Носил он себя весьма гордо, особенно с тех пор, как побывал в Италии и написал целый цикл стихотворений под римским вдохновением. Свободолюбивые мечты бывали у него редким, хоть и не исключенным из обихода, развлечением. Писал он высоким слогом, предпочитая воинственную древнюю историю нашей низменной современности, льнул к «Отечественным запискам», но кружковой жизни заметно сторонился.
— Пусть без меня ищут истину, — решил он, — а я уж погляжу, к а к о в а о н а.
У Аполлона Николаевича прямо против кровати, у стены, стоял замечательно широкий, раскидистый диван. Когда Федор Михайлович садился, пружины звонко под ним опускались и продолжительно вздрагивали.
— Человек вы с фокусом! — говаривал ему Федор Михайлович, впрочем с нежностью и уважением.
— Ну, какие новости? — встретил его Аполлон Николаевич. — Ведь вы-то всегда с новостями. Как ваш доктор и как его л ю б е з н е й ш и й п а ц и е н т? Ну, садитесь и рассказывайте.
Пружины заскрипели баритончиком, и Федор Михайлович расположился на диване.
— А вы-то что ж, Аполлон Николаевич, избрали себе благую участь? Слушаете оркестр Гильмана в Дворянском собрании да ходите на ученые диссертации? Слыхал, слыхал про диссертацию «Рудеки, Дакики и Фирдоуси». Любопытная сторона!
— Живу, так сказать, художественным наслаждением, любезный друг, и вам того советую. Мы ведь с вами для другой жизни и не предназначены, Федор Михайлович. Не так ли?
— Художественное наслаждение… Упоительное, можно сказать, занятие… Смеяться и плакать! Плакать и смеяться! Да долго ли хватит вас на это? Нет, уж скажу вам, Аполлон Николаевич, что совершенно для другого дела потребуетесь вы. — Федор Михайлович сделал пасмурное и строгое лицо.
— Я? Именно я? — переспросил Аполлон Николаевич.
— Именно вы-с.
Аполлон Николаевич взмахнул руками и изобразил в глазах полное недоумение.
Федор Михайлович облокотился о боковушку дивана.
— Именно, именно вы. По крайней мере так заявлено и с таким намерением объявился к вам и ваш покорный слуга.
Аполлон Николаевич был поражен внезапностью и загадочностью открытия Федора Михайловича.
Лакей поставил два куверта и подал ужин. Приятели пересели за стол.
— Очаровательно, Федор Михайлович! И что бы такое вы могли придумать для меня? Уж не устройство ли фаланстерии на манер Михаила Васильевича?
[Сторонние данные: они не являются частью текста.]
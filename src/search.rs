//! Case-insensitive substring search over users and posts.

use axum::{debug_handler, extract::{Query, State}, routing::get, Json, Router};
use serde::{Deserialize, Serialize};
use sqlx::SqlitePool;
use tower_sessions::Session;

use crate::{auth, db::{Account, Post}, posts, users, AppError, AppResult, AppState};

pub fn router() -> Router<AppState> {
    Router::new()
        .route("/users", get(search_users))
        .route("/posts", get(search_posts))
}

#[derive(Debug, Deserialize)]
struct SearchQuery {
    q: String,
    page: Option<u32>,
    per_page: Option<u32>,
}

impl SearchQuery {
    fn page(&self) -> users::PageQuery {
        users::PageQuery {
            page: self.page.unwrap_or(1),
            per_page: self.per_page.unwrap_or(20),
        }
    }

    // LIKE wildcards in the query text are literal search characters.
    fn pattern(&self) -> AppResult<String> {
        let q = self.q.trim();
        if q.is_empty() {
            return Err(AppError::validation("Search query cannot be empty"));
        }
        let escaped = q.replace('\\', "\\\\").replace('%', "\\%").replace('_', "\\_");
        Ok(format!("%{escaped}%"))
    }
}

#[derive(Debug, Serialize)]
struct UserSearchResponse {
    items: Vec<users::UserPublic>,
    total: i64,
}

#[debug_handler(state = AppState)]
async fn search_users(
    Query(query): Query<SearchQuery>,
    State(db_pool): State<SqlitePool>,
) -> AppResult<Json<UserSearchResponse>> {
    let pattern = query.pattern()?;
    let page = query.page();

    let rows = sqlx::query_as::<_, Account>(&format!(
        "SELECT {} FROM accounts \
         WHERE is_active = 1 AND (handle LIKE ? ESCAPE '\\' OR name LIKE ? ESCAPE '\\') \
         ORDER BY handle LIMIT ? OFFSET ?",
        users::ACCOUNT_COLUMNS
    ))
    .bind(&pattern)
    .bind(&pattern)
    .bind(page.limit())
    .bind(page.offset())
    .fetch_all(&db_pool)
    .await?;

    let (total,): (i64,) = sqlx::query_as(
        "SELECT COUNT(*) FROM accounts \
         WHERE is_active = 1 AND (handle LIKE ? ESCAPE '\\' OR name LIKE ? ESCAPE '\\')",
    )
    .bind(&pattern)
    .bind(&pattern)
    .fetch_one(&db_pool)
    .await?;

    let mut items = Vec::with_capacity(rows.len());
    for account in &rows {
        items.push(users::public_profile(&db_pool, account).await?);
    }

    Ok(Json(UserSearchResponse { items, total }))
}

#[derive(Debug, Serialize)]
struct PostSearchResponse {
    items: Vec<posts::PostResponse>,
    total: i64,
}

#[debug_handler(state = AppState)]
async fn search_posts(
    Query(query): Query<SearchQuery>,
    State(db_pool): State<SqlitePool>,
    session: Session,
) -> AppResult<Json<PostSearchResponse>> {
    let current = auth::current_account(&db_pool, &session).await?;
    let pattern = query.pattern()?;
    let page = query.page();

    let rows = sqlx::query_as::<_, Post>(&format!(
        "SELECT {} FROM posts \
         WHERE is_deleted = 0 AND is_published = 1 AND content LIKE ? ESCAPE '\\' \
         ORDER BY created_at DESC LIMIT ? OFFSET ?",
        posts::POST_COLUMNS
    ))
    .bind(&pattern)
    .bind(page.limit())
    .bind(page.offset())
    .fetch_all(&db_pool)
    .await?;

    let (total,): (i64,) = sqlx::query_as(
        "SELECT COUNT(*) FROM posts \
         WHERE is_deleted = 0 AND is_published = 1 AND content LIKE ? ESCAPE '\\'",
    )
    .bind(&pattern)
    .fetch_one(&db_pool)
    .await?;

    let current_id = current.as_ref().map(|a| a.id.as_str());
    let mut items = Vec::with_capacity(rows.len());
    for post in &rows {
        items.push(posts::post_to_response(&db_pool, post, current_id).await?);
    }

    Ok(Json(PostSearchResponse { items, total }))
}

#[cfg(test)]
mod tests {
    use super::*;

    fn query(q: &str) -> SearchQuery {
        SearchQuery { q: q.to_owned(), page: None, per_page: None }
    }

    #[test]
    fn pattern_escapes_like_wildcards() {
        assert_eq!(query("50%_off").pattern().unwrap(), "%50\\%\\_off%");
    }

    #[test]
    fn blank_query_is_rejected() {
        assert!(matches!(query("   ").pattern().unwrap_err(), AppError::Validation(_)));
    }
}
— О нет, нет, Михаил Васильевич, так сказать, художник великих теорий и мастер слова. Уж это-то надо сказать прямо, как ни признавай за ним ученость и прочие высокие черты. Есть люди подельнее.
— А-а-а… Теперь уж я угадаю: Спешнев. Малиновый звон! наши гусли!.. Ха-ха-ха…
— Гусли, гусли. Угадали.
— Ах-ха-ха! Ну, и что же дальше? Какая такая чрезвычайная миссия?
Федор Михайлович развернул салфетку и вытер свои короткие усы. Глаза его блеснули. Аполлон Николаевич очистил нагар на свече и поправил маленький зеленый абажурчик, как бы выжидая ответа и вместе с тем не теряя минут для других необходимых обстоятельств.
— К нам в кружок, Аполлон Николаевич! — сказал Федор Михайлович с нежным и таинственным придыханием. — А затея важнейшая из важных: устройство типографии, свободное печатание полезнейших книги отсюда нравственное просвещение народа, — всего народа, имейте в виду.
Аполлон Николаевич даже подскочил на стуле.
— Типография? Тайная?! — воскликнул он и, подумав минуты три или четыре, продолжал: — Губительное дело затеяли, Федор Михайлович. Уверяю вас. — Он остановился и, будто что-то вдруг вспомнив, внезапно предложил: — Лучше поедем за границу. Кстати, вы ведь ни одного готического собора не видывали…
— Кружок у нас из людей надежных и дельных. А все-то дело Петрашевскому даже и неизвестно. У нас совершенно особое общество, — утверждал Федор Михайлович. — Кроме Николая Александровича, с нами Филиппов, Львов, Григорьев, Момбелли, Милютин, Мордвинов…
— Эти Момбелли до смерти надоели! — перебил Аполлон Николаевич в подвернувшуюся рифму и взял Федора Михайловича за рукав. — Друг мой, остановитесь! Подумайте, какое беспокойное и легкомысленное дело задумали!
— Беспокойство святое! Святое, Аполлон Николаевич! Клясться готов, что святое!